It would be nice to be able to spend whatever we like. I know I dream about that plenty. Especially with the kids, I’d like to be able to give them whatever they want (not that this is a good idea, but that’s another topic). But we’re tight enough on money as it is, and my husband and I have agreed that our financial health takes some major priority over luxury right now.
The first instinct in such a situation is usually to duck your head down and pretend the issue isn’t there. You just do your best to be careful about your spending and hope for the best. But does that really work?
Apart from whether this approach works for the financial aspect, what about the mental aspect of it? How often do you think about money and secretly feel this worrying, nagging feeling in the pit of your stomach?
It’s uncomfortable, isn’t it?
That is exactly why I believe a budget creates space…in your head as well as in your wallet.

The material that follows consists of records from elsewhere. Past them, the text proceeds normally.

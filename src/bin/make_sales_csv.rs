use std::env;
use std::fs::File;
use std::io::{BufWriter, Write};

use chrono::{Duration, NaiveDate};
use rand::Rng;

/// Stock code, description and unit price of the catalog the sample
/// export draws from.
const PRODUCTS: &[(&str, &str, f64)] = &[
    ("85123A", "WHITE HANGING HEART T-LIGHT HOLDER", 2.55),
    ("71053", "WHITE METAL LANTERN", 3.39),
    ("84406B", "CREAM CUPID HEARTS COAT HANGER", 2.75),
    ("84029G", "KNITTED UNION FLAG HOT WATER BOTTLE", 3.39),
    ("22752", "SET 7 BABUSHKA NESTING BOXES", 7.65),
    ("21730", "GLASS STAR FROSTED T-LIGHT HOLDER", 4.25),
    ("22633", "HAND WARMER UNION JACK", 1.85),
    ("22960", "JAM MAKING SET WITH JARS", 4.25),
    ("84879", "ASSORTED COLOUR BIRD ORNAMENT", 1.69),
    ("22423", "REGENCY CAKESTAND 3 TIER", 12.75),
];

const COUNTRIES: &[&str] = &[
    "United Kingdom",
    "France",
    "Germany",
    "Netherlands",
    "Spain",
    "Portugal",
    "EIRE",
    "Australia",
];

/// Writes a sample sales export in the shape the CSV dashboard expects.
/// Usage: `make_sales_csv [path] [rows]`, defaulting to `data.csv` with
/// 100,000 rows. Some invoices are returns (negative quantity, `C`
/// prefix) and a quarter of them carry no customer id.
fn main() {
    let mut args = env::args().skip(1);
    let path = args.next().unwrap_or_else(|| "data.csv".to_string());
    let rows: usize = args
        .next()
        .and_then(|raw| raw.parse().ok())
        .unwrap_or(100_000);

    let file = File::create(&path).unwrap();
    let mut writer = BufWriter::new(file);

    writeln!(
        writer,
        "InvoiceNo,StockCode,Description,Quantity,InvoiceDate,UnitPrice,CustomerID,Country"
    )
    .unwrap();

    let mut rng = rand::rng();
    let window_start = NaiveDate::from_ymd_opt(2010, 12, 1)
        .unwrap()
        .and_hms_opt(8, 0, 0)
        .unwrap();
    let mut invoice = 536_365u32;
    let mut written = 0usize;
    while written < rows {
        let lines = rng.random_range(1..=8).min(rows - written);
        let is_return = rng.random_range(0..50) == 0;
        let timestamp = window_start + Duration::minutes(rng.random_range(0..540_000));
        let customer: Option<u32> = if rng.random_range(0..4) == 0 {
            None
        } else {
            Some(rng.random_range(12_346..=18_287))
        };
        let country = COUNTRIES[rng.random_range(0..COUNTRIES.len())];
        let invoice_no = if is_return {
            format!("C{}", invoice)
        } else {
            invoice.to_string()
        };

        for _ in 0..lines {
            let (code, description, price) = PRODUCTS[rng.random_range(0..PRODUCTS.len())];
            let quantity: i32 = rng.random_range(1..=24) * if is_return { -1 } else { 1 };
            let customer_field = customer.map(|id| id.to_string()).unwrap_or_default();
            writeln!(
                writer,
                "{},{},{},{},{},{:.2},{},{}",
                invoice_no,
                code,
                description,
                quantity,
                timestamp.format("%-m/%-d/%Y %-H:%M"),
                price,
                customer_field,
                country
            )
            .unwrap();
            written += 1;
        }
        invoice += 1;
    }

    println!("Sample sales CSV generated: {} ({} rows)", path, written);
}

Instead of asking yourself whether you’ll be able to pay all the bills, you can know exactly what you can and cannot afford and take action accordingly. For instance, if you see that you have only a little bit of money left for groceries, eat a few vegetarian meals to cut down on costs. Perhaps it’s wiser to take the bus instead of the car. But you won’t know unless you keep track of things.
And let’s face it, we spend money not necessarily where we need to, but on what we think is justified.
Let me give another example:
Your wintercoat is completely worn and there’s a big tear in the side where you got caught on something. You need a new coat as it’s going to get cold soon (pretend it’s November). So you go to a shop and buy one. Right?
So, buying a coat is an example of where you NEED something, we don’t want you to freeze. However, WHERE you get a coat and how much you spend on it is where you have a choice. You could have gone to a thrift shop. Perhaps that’s not an option you like very much, but fact is that it’s an option nonetheless. Fact is also that sometimes, you may not have that choice. If the choice is between a brand new coat, or being able to pay the rent, then you need to be able to pay the rent. However much you deserve a new coat.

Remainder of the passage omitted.